Emerging growth company ☐
If an emerging growth company, indicate by check mark if the registrant has elected not to use the extended transition period for complying with any new or revised financial accounting standards provided pursuant to Section 13(a) of the Exchange Act. ☐
Item 7.01 Regulation FD Disclosure
On June 6, 2021, spokespersons on behalf of Eostre Berhad (“Eostre”), a majority-owned subsidiary of Toga Limited (the “Company”), presented certain information at an informational meeting of Eostre held virtually in Malaysia via the Yippi app. Each spokesperson utilized a PowerPoint presentation regarding Eostre’s present and future business operations and future strategy (the “Presentations”).

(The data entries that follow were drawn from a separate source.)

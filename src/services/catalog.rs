//! Service catalog management

use std::sync::Arc;

use validator::Validate;

use crate::{
    error::{AppError, AppResult},
    models::{
        catalog::{UpsertDayCareOption, UpsertGroomingService},
        Catalog, DayCareOption, DayCareType, GroomingService,
    },
    repository::CatalogStore,
};

#[derive(Clone)]
pub struct CatalogService {
    store: Arc<dyn CatalogStore>,
}

impl CatalogService {
    pub fn new(store: Arc<dyn CatalogStore>) -> Self {
        Self { store }
    }

    pub async fn list_grooming_services(&self) -> AppResult<Vec<GroomingService>> {
        self.store.list_grooming_services().await
    }

    pub async fn list_day_care_options(&self) -> AppResult<Vec<DayCareOption>> {
        self.store.list_day_care_options().await
    }

    /// Both catalog lists, as pricing reads them
    pub async fn snapshot(&self) -> AppResult<Catalog> {
        Ok(Catalog {
            grooming_services: self.store.list_grooming_services().await?,
            day_care_options: self.store.list_day_care_options().await?,
        })
    }

    /// Create (`id = None`) or update a grooming service.
    ///
    /// Names are unique across the catalog. Appointments reference services
    /// by name, so renaming one leaves its old bookings on default pricing.
    pub async fn upsert_grooming_service(
        &self,
        id: Option<i32>,
        data: &UpsertGroomingService,
    ) -> AppResult<GroomingService> {
        data.validate()?;
        let name = data.name.trim();
        if name.is_empty() {
            return Err(AppError::Validation("Service name is required".to_string()));
        }
        let data = UpsertGroomingService {
            name: name.to_string(),
            ..data.clone()
        };

        let existing = self.store.list_grooming_services().await?;
        if let Some(clash) = existing.iter().find(|s| s.name == data.name && Some(s.id) != id) {
            return Err(AppError::Conflict(format!(
                "Service '{}' already exists (id={})",
                clash.name, clash.id
            )));
        }

        match id {
            None => {
                let created = self.store.create_grooming_service(&data).await?;
                tracing::info!("Catalog: created grooming service id={} name={:?}", created.id, created.name);
                Ok(created)
            }
            Some(id) => {
                let previous = existing
                    .iter()
                    .find(|s| s.id == id)
                    .ok_or_else(|| AppError::CatalogNotFound(format!("Grooming service {} not found", id)))?;
                if previous.name != data.name {
                    tracing::warn!(
                        "Catalog: service {} renamed {:?} -> {:?}, existing bookings fall back to default pricing",
                        id, previous.name, data.name
                    );
                }
                self.store.update_grooming_service(id, &data).await
            }
        }
    }

    /// Delete a grooming service; appointments are left untouched
    pub async fn delete_grooming_service(&self, id: i32) -> AppResult<()> {
        self.store.delete_grooming_service(id).await?;
        tracing::info!("Catalog: deleted grooming service id={}", id);
        Ok(())
    }

    /// Create (`is_new`) or update the day-care option keyed by its type
    pub async fn upsert_day_care_option(
        &self,
        data: &UpsertDayCareOption,
        is_new: bool,
    ) -> AppResult<DayCareOption> {
        data.validate()?;

        let exists = self
            .store
            .list_day_care_options()
            .await?
            .iter()
            .any(|o| o.care_type == data.care_type);

        match (is_new, exists) {
            (true, true) => Err(AppError::Conflict(format!(
                "Day-care option '{}' already exists",
                data.care_type
            ))),
            (true, false) => self.store.create_day_care_option(data).await,
            (false, false) => Err(AppError::CatalogNotFound(format!(
                "Day-care option '{}' not found",
                data.care_type
            ))),
            (false, true) => self.store.update_day_care_option(data).await,
        }
    }

    pub async fn delete_day_care_option(&self, care_type: DayCareType) -> AppResult<()> {
        self.store.delete_day_care_option(care_type).await
    }
}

A number of the Company’s stockholders and others tuned-in to watch the Presentations. Eostre’s Presentations include certain forward-looking information. Copies of the Presentations are furnished herewith as Exhibits 99.1-99.6 and are incorporated into this Item 7.01 by reference.
The Company does not have, and expressly disclaims any obligation to release publicly any updates or any changes in our expectations or any change in events, conditions, or circumstances on which any forward-looking statement in the Presentations are based.
The information in this Item 7.01 of this Report and in Exhibits 99.1-99.6 attached to this Report is being furnished and shall not be deemed “filed” for purposes of Section 18 of the Securities Exchange Act of 1934, as amended, or otherwise subject to the liabilities of that section or Sections 11 and 12(a)(2) of the Securities Act of 1933, as amended. The information contained in this Item 7.01 of this Current Report shall not be incorporated by reference into any filing with the Securities and Exchange Commission made by the Company, whether made before or after the date hereof, regardless of any general incorporation language in such filing
Item 9.01 Financial Statements and Exhibits.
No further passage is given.